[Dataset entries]
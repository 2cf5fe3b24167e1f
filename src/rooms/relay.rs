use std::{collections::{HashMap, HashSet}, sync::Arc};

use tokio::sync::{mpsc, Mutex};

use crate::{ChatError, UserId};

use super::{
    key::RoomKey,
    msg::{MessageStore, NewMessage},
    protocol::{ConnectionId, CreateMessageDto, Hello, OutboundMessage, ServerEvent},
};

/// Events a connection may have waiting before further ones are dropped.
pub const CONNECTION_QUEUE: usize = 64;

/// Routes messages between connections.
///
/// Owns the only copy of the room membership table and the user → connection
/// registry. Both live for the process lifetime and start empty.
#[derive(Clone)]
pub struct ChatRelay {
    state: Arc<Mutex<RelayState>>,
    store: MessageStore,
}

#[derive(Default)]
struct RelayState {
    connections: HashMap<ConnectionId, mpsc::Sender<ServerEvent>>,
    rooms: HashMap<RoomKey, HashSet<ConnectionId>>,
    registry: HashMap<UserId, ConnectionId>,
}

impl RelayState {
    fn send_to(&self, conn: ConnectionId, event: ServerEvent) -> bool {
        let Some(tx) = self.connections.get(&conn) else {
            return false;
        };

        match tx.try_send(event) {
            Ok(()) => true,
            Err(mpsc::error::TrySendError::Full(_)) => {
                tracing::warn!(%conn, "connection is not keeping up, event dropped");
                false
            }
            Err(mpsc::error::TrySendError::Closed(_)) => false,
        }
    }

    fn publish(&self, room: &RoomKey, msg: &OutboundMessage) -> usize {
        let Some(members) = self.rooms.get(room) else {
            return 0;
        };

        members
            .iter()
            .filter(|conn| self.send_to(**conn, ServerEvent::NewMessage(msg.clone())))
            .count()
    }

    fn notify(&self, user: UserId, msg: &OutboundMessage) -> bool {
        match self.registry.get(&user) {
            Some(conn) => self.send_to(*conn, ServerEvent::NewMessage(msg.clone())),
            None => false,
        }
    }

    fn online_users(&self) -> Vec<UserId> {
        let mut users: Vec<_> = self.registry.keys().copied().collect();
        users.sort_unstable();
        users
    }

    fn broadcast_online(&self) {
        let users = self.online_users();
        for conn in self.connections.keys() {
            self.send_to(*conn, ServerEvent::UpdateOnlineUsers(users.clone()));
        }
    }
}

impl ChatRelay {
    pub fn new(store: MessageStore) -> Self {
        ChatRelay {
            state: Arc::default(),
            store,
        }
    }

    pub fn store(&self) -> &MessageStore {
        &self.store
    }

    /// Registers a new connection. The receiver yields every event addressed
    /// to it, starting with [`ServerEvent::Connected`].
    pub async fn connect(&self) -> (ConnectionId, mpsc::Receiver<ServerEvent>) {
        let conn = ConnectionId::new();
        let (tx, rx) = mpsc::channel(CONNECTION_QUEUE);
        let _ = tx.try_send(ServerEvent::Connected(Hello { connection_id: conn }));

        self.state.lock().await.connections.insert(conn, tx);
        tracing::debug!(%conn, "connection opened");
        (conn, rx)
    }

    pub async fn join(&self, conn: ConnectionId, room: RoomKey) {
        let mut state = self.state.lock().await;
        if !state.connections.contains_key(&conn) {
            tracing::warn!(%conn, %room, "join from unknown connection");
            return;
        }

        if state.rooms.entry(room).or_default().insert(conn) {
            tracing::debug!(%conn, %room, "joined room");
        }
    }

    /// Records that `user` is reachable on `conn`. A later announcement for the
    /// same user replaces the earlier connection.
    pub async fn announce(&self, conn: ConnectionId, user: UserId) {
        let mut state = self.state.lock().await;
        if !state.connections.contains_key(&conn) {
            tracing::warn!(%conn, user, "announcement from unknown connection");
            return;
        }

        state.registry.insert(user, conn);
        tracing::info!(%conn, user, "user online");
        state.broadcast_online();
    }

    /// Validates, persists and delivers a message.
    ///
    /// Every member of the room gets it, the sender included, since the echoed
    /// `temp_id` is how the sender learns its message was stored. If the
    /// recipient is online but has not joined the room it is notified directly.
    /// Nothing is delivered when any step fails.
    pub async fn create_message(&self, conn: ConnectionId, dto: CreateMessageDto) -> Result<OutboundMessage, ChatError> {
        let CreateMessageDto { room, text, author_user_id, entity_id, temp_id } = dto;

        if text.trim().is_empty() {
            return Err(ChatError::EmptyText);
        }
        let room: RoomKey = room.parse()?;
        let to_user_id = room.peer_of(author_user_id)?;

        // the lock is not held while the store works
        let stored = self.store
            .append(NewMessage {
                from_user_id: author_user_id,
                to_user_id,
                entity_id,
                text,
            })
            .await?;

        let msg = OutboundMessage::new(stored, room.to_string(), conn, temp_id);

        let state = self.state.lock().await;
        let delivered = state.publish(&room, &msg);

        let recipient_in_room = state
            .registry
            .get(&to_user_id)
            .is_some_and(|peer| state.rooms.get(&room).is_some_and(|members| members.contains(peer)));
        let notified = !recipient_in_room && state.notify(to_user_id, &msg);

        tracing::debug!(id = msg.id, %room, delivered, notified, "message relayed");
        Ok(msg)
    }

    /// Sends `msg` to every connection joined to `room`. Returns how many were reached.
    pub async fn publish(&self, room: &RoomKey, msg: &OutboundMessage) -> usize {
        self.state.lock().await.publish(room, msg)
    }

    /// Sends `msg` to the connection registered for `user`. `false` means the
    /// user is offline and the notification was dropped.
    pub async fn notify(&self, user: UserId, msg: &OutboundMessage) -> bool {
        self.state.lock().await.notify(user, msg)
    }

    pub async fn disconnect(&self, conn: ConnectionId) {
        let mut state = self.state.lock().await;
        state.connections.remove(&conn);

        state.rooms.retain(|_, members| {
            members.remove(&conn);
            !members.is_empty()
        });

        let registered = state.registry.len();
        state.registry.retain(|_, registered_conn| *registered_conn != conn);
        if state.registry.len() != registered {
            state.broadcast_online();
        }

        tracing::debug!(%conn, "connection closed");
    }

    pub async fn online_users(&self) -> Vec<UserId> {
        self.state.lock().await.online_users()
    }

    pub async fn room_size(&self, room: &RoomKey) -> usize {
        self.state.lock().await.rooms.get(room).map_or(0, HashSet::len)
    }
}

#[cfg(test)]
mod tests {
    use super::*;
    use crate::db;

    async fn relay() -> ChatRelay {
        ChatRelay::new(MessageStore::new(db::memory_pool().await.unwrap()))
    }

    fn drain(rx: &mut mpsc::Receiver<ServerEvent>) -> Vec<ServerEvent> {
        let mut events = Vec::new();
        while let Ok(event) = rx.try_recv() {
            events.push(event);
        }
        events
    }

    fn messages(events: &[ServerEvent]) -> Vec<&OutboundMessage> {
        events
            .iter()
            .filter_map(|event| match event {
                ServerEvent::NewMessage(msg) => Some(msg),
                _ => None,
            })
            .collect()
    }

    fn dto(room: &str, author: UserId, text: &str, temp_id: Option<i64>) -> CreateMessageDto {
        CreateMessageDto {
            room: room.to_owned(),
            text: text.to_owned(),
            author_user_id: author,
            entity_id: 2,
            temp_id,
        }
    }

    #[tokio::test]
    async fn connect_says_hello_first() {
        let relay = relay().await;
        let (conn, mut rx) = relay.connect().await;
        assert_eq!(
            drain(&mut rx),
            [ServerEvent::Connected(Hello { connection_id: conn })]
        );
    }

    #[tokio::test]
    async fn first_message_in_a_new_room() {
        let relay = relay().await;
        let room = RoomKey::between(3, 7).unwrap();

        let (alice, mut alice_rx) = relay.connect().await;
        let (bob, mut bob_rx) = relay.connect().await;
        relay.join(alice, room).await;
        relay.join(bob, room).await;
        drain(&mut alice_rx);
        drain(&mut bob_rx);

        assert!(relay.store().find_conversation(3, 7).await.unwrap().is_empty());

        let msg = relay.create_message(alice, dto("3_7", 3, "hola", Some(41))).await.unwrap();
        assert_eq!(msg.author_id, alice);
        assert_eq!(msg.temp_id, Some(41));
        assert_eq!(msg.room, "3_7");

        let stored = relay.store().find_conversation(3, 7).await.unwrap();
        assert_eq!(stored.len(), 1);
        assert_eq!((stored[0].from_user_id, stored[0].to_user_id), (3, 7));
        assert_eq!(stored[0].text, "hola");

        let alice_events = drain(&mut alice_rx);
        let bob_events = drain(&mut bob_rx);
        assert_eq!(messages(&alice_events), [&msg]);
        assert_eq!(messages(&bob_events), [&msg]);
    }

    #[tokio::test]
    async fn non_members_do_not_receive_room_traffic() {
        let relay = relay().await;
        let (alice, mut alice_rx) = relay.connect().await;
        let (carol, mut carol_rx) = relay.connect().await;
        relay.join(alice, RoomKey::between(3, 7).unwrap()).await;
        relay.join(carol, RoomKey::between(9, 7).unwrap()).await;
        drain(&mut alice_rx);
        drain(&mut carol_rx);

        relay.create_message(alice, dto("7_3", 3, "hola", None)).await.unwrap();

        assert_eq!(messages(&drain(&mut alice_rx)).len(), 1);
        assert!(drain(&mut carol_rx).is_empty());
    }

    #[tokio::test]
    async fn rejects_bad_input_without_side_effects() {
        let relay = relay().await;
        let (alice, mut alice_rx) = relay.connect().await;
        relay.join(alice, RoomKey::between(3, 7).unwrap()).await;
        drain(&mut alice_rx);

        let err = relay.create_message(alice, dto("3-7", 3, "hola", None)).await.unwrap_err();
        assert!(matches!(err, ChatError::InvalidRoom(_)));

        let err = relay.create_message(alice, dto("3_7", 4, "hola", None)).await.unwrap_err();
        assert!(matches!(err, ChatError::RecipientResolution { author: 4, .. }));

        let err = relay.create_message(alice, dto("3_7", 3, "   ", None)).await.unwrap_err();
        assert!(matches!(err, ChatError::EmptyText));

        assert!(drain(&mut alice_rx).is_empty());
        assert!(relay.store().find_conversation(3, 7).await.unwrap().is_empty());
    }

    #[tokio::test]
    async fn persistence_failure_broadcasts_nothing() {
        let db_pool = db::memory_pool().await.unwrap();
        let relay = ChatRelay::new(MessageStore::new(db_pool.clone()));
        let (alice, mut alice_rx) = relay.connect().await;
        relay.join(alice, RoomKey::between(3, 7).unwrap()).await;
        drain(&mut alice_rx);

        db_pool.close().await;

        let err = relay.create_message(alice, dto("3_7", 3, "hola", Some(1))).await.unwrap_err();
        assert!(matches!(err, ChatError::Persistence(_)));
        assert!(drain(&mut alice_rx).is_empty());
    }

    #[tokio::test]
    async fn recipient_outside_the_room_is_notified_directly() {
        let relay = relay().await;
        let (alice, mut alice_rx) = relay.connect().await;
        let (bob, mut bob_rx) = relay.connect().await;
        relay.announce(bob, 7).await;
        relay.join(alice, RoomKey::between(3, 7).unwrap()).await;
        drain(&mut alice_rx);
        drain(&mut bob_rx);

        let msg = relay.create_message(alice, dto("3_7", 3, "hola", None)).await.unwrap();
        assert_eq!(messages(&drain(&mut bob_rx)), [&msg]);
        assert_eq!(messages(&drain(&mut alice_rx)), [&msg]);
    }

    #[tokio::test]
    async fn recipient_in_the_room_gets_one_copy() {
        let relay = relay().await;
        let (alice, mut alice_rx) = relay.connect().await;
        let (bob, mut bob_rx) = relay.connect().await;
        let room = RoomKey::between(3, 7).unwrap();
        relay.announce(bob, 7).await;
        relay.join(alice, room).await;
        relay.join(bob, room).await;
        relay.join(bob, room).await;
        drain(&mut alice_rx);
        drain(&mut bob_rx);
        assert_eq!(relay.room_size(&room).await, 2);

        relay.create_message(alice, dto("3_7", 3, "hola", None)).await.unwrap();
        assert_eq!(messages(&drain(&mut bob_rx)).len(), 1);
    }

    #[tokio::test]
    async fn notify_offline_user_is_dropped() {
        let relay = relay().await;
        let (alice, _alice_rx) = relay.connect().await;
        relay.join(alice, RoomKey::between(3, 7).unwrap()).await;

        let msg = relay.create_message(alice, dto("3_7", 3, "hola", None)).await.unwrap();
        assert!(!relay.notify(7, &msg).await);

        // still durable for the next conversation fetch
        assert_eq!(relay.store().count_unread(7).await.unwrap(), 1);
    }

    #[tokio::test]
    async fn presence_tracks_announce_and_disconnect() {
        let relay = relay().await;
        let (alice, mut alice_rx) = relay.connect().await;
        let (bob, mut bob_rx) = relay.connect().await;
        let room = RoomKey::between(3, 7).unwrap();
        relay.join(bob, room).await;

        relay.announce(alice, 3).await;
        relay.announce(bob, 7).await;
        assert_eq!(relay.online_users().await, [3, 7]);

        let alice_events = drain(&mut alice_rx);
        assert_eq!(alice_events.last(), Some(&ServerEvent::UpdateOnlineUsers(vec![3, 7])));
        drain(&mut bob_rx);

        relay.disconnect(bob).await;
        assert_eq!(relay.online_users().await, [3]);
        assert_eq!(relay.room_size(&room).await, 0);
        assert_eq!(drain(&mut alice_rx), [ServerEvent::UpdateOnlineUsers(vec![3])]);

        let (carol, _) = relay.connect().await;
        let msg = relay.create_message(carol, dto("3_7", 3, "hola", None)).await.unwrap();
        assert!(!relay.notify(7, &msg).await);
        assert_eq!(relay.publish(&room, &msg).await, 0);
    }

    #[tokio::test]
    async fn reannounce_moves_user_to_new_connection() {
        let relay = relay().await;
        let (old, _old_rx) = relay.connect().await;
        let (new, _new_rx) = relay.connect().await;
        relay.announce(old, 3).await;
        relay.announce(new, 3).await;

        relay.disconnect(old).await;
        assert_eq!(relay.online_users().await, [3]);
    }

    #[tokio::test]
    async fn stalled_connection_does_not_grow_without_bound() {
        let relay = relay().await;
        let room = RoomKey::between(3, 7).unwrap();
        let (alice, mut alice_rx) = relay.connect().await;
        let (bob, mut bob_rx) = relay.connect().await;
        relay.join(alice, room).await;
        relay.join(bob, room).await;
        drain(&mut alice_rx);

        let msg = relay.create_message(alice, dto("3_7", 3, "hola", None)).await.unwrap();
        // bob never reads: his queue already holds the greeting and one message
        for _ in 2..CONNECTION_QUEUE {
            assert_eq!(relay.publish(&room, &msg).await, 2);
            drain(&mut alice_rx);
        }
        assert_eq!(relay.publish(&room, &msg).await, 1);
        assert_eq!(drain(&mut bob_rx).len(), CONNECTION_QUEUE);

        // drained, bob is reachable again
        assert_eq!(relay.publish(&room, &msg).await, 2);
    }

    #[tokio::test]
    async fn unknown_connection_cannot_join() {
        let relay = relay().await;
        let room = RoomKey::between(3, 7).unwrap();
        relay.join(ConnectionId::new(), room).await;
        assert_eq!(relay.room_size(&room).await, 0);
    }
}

**WORK INSTRUCTION:** From the entries above, copy every line containing the word "delivered".

**TASK RESPONSE:**
    /// Nothing is delivered when any step fails.
        let delivered = state.publish(&room, &msg);
        tracing::debug!(id = msg.id, %room, delivered, notified, "message relayed");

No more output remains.